ACTION ITEM: Copy every line of the records below that holds the word "ModuleInitContext".

Records from a collection:
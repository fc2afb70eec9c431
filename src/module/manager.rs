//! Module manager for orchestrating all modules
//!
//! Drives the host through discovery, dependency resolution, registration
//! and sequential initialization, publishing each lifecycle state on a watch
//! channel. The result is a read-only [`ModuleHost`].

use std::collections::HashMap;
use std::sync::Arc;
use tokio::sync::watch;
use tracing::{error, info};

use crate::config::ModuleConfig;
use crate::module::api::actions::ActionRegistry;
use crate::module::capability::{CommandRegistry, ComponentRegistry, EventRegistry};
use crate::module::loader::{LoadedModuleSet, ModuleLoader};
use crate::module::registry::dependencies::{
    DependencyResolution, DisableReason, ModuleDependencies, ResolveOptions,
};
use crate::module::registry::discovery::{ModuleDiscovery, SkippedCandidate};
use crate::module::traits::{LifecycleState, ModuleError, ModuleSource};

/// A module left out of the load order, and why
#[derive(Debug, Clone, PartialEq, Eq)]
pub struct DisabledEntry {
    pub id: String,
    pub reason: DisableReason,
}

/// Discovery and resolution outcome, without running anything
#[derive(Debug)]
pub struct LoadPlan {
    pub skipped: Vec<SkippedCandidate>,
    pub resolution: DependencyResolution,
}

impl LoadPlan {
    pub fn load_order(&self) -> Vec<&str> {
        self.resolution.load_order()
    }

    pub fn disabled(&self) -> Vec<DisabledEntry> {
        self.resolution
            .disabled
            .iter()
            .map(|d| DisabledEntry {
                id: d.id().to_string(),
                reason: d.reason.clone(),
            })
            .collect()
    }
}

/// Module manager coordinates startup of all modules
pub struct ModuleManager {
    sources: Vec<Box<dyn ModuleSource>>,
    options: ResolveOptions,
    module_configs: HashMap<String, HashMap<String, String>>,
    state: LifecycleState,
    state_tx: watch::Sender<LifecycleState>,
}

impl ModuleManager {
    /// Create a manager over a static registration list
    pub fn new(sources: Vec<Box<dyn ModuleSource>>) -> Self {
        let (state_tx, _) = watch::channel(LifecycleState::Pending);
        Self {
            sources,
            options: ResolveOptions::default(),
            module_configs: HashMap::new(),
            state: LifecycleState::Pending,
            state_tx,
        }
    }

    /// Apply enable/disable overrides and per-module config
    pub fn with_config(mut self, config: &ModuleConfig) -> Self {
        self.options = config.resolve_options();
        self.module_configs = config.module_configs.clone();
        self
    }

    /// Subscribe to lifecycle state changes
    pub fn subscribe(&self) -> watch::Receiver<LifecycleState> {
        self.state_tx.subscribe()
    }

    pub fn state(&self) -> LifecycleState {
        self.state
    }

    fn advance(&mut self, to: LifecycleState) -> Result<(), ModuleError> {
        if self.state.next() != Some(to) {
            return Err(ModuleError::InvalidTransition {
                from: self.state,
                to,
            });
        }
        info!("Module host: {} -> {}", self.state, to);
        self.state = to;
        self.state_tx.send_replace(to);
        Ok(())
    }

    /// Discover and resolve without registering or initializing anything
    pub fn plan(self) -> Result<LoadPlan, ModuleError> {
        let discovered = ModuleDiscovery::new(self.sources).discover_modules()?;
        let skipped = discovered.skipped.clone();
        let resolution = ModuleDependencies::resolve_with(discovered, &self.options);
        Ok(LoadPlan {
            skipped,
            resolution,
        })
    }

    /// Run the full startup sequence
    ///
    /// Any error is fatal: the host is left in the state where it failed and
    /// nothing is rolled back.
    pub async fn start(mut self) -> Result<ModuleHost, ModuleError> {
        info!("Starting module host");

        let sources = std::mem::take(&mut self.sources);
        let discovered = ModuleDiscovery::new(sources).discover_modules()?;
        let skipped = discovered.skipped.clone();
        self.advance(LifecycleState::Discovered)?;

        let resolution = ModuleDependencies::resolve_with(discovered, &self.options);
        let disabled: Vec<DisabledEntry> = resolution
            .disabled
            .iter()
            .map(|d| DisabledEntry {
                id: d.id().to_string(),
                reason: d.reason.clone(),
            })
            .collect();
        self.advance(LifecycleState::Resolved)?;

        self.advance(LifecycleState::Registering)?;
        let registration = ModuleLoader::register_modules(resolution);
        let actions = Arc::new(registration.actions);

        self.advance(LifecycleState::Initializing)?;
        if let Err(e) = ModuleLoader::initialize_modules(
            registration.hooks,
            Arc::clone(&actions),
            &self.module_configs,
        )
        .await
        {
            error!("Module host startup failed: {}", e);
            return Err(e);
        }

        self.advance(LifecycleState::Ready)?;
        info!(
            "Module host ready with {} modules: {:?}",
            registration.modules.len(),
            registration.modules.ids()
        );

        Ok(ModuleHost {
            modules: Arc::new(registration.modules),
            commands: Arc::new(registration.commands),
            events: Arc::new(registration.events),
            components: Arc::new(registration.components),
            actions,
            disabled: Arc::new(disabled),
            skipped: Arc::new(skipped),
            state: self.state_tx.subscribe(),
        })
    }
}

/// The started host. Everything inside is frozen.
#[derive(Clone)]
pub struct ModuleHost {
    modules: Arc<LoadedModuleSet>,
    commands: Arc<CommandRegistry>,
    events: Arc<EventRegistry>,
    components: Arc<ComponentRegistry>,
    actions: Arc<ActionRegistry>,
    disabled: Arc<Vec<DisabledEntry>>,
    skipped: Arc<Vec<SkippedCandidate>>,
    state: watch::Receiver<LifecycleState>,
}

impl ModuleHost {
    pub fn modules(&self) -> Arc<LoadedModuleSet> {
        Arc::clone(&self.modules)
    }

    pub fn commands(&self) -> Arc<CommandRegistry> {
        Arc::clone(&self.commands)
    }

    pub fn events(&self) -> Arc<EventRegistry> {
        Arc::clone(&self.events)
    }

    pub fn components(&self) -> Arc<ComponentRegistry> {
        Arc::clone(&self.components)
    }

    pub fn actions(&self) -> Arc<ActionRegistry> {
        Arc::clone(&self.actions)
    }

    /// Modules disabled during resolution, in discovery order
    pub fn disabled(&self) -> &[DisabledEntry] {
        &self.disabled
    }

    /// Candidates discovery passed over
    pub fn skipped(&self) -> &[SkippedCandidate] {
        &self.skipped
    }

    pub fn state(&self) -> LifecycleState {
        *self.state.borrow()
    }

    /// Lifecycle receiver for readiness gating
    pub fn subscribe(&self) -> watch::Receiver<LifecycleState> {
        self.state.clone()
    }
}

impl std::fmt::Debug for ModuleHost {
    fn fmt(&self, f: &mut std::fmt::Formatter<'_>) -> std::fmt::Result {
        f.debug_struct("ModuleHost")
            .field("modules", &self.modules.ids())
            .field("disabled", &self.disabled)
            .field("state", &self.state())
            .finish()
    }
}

--

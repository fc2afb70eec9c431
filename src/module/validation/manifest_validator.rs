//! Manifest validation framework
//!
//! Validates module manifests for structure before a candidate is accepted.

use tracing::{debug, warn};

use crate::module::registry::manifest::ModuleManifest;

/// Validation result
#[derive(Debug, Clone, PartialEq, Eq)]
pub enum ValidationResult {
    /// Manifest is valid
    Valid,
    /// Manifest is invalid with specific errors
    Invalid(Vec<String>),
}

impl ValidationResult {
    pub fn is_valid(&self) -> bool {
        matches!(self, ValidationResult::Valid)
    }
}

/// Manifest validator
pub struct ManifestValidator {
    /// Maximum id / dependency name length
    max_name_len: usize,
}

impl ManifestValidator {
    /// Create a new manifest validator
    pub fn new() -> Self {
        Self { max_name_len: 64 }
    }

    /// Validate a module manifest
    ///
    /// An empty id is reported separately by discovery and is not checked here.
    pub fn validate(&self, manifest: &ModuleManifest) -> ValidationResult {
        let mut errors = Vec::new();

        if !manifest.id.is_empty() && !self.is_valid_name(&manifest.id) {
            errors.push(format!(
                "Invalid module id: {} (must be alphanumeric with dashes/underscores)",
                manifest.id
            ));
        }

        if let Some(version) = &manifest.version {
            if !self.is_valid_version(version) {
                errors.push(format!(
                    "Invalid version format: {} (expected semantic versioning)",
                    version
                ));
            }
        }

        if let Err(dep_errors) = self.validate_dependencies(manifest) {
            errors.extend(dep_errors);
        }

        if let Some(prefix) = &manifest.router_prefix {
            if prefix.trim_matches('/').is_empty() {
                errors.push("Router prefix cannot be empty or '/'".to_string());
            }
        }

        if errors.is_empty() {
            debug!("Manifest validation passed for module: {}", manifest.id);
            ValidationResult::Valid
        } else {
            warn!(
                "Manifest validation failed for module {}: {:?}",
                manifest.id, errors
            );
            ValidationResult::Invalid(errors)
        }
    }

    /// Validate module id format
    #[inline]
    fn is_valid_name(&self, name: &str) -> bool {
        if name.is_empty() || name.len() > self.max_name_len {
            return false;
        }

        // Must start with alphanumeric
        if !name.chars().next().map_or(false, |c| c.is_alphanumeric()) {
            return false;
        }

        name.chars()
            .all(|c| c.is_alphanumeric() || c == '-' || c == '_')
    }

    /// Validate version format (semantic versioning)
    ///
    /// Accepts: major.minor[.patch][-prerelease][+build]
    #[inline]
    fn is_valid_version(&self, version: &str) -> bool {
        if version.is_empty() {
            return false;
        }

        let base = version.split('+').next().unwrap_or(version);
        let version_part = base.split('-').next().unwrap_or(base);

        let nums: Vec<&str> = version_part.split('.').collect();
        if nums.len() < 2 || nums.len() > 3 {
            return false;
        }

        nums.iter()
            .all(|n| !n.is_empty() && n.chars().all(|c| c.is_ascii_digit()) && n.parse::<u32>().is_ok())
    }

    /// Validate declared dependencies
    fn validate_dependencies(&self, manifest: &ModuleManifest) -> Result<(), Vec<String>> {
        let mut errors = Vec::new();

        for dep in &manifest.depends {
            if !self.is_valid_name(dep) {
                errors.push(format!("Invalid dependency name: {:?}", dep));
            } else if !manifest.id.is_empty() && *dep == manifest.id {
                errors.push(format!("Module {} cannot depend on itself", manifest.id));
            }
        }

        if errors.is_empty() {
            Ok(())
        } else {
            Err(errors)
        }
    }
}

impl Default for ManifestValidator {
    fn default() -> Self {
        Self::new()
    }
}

--

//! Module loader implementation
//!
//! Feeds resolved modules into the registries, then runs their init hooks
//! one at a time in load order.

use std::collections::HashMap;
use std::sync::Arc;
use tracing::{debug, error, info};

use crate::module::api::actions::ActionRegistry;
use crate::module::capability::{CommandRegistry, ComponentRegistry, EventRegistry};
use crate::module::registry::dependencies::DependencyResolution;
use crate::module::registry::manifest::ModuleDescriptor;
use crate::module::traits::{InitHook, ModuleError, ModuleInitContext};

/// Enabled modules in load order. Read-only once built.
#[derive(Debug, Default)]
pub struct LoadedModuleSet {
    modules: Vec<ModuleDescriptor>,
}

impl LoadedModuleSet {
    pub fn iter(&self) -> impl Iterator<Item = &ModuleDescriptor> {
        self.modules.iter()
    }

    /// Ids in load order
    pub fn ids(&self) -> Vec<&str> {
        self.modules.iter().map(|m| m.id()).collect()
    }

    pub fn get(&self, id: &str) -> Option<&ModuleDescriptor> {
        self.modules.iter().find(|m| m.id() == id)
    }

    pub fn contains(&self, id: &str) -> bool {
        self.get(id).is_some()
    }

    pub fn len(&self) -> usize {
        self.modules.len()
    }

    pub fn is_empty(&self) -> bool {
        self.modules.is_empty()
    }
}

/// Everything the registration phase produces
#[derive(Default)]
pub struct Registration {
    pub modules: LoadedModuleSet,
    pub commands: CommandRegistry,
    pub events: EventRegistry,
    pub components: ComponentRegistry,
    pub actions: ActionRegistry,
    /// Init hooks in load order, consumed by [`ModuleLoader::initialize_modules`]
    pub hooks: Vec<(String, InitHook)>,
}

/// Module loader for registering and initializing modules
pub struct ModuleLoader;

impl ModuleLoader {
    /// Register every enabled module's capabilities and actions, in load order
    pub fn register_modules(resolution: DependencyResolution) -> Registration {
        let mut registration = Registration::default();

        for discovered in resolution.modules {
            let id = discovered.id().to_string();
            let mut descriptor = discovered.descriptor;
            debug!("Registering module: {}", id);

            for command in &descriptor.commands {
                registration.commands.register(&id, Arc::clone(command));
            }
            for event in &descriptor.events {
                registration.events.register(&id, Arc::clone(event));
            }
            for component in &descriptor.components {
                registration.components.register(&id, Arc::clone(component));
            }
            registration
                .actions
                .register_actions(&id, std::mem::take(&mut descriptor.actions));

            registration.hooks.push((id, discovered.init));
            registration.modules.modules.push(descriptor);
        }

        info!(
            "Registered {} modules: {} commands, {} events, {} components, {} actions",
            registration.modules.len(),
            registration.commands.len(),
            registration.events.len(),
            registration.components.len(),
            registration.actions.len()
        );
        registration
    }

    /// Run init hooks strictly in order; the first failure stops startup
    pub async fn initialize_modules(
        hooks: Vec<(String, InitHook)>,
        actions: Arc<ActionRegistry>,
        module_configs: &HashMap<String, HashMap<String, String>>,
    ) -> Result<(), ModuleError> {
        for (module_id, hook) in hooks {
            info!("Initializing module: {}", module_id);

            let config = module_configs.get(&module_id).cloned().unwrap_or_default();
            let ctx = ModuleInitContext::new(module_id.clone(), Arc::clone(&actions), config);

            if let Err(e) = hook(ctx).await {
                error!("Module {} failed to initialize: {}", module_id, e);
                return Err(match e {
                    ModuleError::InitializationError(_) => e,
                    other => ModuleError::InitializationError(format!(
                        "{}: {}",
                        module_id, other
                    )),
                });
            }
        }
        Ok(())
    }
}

TASK ANSWER:
use crate::module::traits::{InitHook, ModuleError, ModuleInitContext};
            let ctx = ModuleInitContext::new(module_id.clone(), Arc::clone(&actions), config);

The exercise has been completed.